After locating the line with "let bin_chunk_length = bin_data.len()" in the data that follows, return it and every later line exactly, up to and including the line with "glb.extend_from_slice(&json_bytes);".

[Stored items]
##########
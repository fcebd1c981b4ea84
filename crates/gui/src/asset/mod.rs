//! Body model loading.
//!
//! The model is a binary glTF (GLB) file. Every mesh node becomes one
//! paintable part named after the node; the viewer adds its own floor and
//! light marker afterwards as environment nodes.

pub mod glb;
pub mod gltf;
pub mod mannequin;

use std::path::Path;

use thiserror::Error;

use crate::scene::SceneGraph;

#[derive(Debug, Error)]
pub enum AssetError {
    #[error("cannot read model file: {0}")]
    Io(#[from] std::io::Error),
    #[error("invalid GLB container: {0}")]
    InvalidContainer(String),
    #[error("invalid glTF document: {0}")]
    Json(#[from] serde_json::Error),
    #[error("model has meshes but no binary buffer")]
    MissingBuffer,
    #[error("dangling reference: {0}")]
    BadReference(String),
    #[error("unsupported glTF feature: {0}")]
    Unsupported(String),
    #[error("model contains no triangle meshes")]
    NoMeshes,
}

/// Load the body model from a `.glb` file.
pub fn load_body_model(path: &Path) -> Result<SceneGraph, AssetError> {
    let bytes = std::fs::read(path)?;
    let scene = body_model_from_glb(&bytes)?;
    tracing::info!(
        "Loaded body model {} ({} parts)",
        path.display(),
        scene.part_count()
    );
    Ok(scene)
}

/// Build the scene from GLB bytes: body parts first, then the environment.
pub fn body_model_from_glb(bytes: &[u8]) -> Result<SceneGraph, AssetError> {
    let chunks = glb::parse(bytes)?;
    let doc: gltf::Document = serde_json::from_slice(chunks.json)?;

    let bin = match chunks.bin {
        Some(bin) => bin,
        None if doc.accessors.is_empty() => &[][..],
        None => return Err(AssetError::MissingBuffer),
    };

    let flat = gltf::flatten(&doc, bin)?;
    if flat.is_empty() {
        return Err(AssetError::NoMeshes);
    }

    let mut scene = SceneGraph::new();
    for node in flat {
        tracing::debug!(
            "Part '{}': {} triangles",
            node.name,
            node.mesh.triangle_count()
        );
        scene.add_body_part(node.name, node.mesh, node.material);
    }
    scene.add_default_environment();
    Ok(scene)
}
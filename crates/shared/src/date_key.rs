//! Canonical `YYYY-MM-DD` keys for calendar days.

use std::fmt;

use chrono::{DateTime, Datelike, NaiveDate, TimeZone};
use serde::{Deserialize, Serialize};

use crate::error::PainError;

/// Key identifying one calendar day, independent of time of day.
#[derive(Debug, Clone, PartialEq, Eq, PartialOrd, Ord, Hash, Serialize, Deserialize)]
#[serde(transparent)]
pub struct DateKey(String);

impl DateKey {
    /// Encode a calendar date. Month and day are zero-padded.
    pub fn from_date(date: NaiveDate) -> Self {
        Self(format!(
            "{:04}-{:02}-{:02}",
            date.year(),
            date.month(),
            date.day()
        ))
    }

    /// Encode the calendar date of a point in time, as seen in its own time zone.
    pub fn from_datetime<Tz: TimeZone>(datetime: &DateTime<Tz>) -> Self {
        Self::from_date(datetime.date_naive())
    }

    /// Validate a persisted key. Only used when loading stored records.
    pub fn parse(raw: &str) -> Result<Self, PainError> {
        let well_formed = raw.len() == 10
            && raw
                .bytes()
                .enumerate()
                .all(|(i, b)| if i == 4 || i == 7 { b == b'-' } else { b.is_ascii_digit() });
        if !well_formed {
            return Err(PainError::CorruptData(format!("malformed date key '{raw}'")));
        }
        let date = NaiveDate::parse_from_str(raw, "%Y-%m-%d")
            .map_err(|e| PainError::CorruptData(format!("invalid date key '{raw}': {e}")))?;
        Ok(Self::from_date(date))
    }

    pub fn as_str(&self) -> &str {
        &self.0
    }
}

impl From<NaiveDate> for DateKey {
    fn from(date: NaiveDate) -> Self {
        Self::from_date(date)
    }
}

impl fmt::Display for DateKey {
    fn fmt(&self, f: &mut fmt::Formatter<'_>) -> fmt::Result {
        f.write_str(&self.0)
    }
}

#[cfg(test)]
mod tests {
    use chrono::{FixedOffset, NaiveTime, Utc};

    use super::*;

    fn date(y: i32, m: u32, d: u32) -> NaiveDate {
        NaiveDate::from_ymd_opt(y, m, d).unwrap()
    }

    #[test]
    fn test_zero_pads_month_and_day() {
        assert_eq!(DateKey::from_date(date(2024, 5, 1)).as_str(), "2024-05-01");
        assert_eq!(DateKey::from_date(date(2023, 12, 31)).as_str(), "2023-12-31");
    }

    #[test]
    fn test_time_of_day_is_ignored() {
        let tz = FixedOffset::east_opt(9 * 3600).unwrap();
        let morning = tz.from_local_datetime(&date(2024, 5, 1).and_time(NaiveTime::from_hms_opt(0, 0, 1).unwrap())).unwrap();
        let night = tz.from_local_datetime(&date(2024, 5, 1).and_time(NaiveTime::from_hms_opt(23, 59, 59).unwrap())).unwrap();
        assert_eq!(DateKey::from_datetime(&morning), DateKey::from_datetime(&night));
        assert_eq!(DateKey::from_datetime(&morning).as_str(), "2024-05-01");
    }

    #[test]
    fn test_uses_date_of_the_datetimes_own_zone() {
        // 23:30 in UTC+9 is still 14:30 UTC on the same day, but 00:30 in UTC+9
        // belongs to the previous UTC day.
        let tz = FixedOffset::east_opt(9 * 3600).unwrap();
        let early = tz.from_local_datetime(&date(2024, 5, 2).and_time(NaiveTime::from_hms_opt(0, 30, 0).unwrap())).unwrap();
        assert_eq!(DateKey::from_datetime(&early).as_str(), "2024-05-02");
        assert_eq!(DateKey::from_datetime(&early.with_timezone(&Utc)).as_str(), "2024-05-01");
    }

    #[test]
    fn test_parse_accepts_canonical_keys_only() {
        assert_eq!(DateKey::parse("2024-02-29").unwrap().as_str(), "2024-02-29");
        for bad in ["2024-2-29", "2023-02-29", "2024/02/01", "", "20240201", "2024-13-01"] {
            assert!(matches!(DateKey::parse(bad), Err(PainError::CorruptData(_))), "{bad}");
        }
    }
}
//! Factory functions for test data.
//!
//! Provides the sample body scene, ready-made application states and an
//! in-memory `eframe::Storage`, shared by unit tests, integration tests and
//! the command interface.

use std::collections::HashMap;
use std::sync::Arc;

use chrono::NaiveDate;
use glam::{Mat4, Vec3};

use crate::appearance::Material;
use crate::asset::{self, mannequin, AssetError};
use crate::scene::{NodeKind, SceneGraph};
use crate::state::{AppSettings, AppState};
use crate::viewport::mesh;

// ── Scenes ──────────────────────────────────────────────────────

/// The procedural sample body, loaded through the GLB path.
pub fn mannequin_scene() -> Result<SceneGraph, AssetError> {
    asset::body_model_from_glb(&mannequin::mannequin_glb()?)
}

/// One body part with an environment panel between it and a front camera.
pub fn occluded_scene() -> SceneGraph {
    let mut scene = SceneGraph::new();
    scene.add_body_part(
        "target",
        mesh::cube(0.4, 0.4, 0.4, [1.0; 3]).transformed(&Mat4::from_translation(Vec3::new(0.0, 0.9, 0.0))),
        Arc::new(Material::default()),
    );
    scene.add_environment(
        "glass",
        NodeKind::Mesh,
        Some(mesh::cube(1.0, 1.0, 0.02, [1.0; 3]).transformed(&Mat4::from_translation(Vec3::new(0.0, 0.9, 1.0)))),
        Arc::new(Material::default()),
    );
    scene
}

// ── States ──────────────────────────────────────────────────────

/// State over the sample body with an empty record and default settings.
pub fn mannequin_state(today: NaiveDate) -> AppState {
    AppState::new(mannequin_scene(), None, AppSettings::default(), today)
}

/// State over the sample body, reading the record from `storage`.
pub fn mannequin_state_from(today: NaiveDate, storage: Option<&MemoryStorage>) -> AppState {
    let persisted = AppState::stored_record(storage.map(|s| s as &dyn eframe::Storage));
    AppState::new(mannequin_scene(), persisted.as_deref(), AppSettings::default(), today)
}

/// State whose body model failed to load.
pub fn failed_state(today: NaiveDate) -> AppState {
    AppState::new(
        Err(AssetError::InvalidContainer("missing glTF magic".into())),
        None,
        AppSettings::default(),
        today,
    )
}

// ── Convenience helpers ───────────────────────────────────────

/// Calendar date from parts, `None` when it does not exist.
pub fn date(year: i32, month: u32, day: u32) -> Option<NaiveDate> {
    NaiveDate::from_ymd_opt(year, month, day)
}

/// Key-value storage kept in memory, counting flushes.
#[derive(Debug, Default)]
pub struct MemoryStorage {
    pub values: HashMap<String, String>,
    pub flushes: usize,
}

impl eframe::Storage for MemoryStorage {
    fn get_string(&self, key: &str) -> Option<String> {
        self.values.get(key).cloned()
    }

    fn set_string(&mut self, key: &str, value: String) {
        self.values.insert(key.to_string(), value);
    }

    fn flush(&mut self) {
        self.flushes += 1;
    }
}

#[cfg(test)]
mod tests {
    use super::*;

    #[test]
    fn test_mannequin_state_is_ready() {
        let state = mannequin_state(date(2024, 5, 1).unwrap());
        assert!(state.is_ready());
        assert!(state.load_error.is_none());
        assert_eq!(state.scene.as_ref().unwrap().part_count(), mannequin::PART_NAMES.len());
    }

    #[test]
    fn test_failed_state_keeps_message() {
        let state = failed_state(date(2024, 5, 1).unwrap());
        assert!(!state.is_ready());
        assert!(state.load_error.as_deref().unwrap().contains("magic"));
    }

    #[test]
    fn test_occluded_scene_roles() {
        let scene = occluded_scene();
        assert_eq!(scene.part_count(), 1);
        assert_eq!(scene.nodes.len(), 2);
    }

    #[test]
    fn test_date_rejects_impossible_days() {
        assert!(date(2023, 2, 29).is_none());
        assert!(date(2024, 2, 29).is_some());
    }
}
##########
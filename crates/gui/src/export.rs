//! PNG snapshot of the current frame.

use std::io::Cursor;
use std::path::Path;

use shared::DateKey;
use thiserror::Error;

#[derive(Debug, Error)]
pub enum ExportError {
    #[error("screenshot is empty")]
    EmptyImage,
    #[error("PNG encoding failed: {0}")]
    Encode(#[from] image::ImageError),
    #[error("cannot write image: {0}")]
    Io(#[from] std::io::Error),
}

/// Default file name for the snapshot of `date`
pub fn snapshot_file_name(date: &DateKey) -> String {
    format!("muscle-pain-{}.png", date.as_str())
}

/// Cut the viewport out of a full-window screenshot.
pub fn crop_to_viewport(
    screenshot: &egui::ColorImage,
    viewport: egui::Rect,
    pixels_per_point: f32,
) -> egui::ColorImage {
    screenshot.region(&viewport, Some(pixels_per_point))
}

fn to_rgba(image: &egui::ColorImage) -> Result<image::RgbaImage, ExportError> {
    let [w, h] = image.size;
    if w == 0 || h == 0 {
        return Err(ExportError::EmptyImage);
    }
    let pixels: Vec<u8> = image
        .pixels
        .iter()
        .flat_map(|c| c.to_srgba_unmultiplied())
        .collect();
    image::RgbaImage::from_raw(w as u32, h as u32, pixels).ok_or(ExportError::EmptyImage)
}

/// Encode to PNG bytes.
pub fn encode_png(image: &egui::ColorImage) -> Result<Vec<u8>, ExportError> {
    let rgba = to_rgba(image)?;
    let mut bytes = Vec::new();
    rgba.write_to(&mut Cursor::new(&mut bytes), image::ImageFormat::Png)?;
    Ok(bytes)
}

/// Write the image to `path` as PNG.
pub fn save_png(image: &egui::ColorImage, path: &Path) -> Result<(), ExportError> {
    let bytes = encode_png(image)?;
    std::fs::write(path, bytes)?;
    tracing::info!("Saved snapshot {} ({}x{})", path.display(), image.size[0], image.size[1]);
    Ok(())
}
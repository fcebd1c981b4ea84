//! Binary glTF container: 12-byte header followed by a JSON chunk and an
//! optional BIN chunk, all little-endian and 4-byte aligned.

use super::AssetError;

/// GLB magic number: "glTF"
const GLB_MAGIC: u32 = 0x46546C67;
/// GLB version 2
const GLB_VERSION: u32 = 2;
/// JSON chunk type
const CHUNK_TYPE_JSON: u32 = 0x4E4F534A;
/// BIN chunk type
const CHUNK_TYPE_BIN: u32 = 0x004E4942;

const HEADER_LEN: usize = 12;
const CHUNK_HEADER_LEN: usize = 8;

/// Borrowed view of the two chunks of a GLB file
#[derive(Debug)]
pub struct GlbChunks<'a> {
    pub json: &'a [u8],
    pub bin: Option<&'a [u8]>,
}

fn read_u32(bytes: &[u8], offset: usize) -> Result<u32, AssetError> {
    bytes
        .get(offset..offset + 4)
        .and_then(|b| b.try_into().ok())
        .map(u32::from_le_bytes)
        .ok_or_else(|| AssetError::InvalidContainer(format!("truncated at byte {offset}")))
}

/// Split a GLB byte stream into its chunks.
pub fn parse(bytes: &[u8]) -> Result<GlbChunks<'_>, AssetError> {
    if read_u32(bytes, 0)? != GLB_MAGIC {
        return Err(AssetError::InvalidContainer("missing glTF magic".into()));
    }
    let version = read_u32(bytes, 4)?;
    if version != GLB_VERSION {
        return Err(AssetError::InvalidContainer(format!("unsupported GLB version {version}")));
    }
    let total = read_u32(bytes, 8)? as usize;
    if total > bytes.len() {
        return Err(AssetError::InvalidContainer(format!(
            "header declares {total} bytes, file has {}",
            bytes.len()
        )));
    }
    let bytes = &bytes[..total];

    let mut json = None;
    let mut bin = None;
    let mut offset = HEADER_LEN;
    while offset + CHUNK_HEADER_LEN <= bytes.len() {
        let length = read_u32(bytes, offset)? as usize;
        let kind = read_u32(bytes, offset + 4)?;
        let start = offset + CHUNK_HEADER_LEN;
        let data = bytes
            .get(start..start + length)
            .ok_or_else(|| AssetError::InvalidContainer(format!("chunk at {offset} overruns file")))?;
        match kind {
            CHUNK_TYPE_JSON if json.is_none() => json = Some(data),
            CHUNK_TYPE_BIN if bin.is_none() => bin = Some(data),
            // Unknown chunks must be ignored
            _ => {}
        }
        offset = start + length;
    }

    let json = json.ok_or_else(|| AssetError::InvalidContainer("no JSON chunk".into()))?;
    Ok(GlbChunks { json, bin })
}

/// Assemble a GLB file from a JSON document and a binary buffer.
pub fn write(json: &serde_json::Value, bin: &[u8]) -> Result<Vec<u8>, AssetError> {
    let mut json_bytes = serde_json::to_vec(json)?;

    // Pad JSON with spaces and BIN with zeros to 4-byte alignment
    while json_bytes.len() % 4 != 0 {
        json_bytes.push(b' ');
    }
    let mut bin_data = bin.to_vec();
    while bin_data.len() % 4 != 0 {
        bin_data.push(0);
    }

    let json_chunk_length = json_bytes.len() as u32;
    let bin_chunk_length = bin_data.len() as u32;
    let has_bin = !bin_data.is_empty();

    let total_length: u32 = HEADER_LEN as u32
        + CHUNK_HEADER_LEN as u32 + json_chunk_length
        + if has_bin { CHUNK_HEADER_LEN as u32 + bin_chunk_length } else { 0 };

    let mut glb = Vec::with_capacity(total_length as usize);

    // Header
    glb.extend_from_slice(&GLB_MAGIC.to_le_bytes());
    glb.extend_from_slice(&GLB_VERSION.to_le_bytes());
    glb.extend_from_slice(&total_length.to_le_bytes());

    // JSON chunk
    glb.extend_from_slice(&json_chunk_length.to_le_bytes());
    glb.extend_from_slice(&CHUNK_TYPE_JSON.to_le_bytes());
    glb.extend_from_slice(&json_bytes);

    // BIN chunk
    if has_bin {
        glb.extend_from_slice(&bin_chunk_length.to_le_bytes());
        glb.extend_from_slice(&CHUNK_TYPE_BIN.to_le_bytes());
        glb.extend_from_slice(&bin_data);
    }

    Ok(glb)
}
##########
▶ _TASK SOLUTION_:
    let bin_chunk_length = bin_data.len() as u32;
    let has_bin = !bin_data.is_empty();

    let total_length: u32 = HEADER_LEN as u32
        + CHUNK_HEADER_LEN as u32 + json_chunk_length
        + if has_bin { CHUNK_HEADER_LEN as u32 + bin_chunk_length } else { 0 };

    let mut glb = Vec::with_capacity(total_length as usize);

    // Header
    glb.extend_from_slice(&GLB_MAGIC.to_le_bytes());
    glb.extend_from_slice(&GLB_VERSION.to_le_bytes());
    glb.extend_from_slice(&total_length.to_le_bytes());

    // JSON chunk
    glb.extend_from_slice(&json_chunk_length.to_le_bytes());
    glb.extend_from_slice(&CHUNK_TYPE_JSON.to_le_bytes());
    glb.extend_from_slice(&json_bytes);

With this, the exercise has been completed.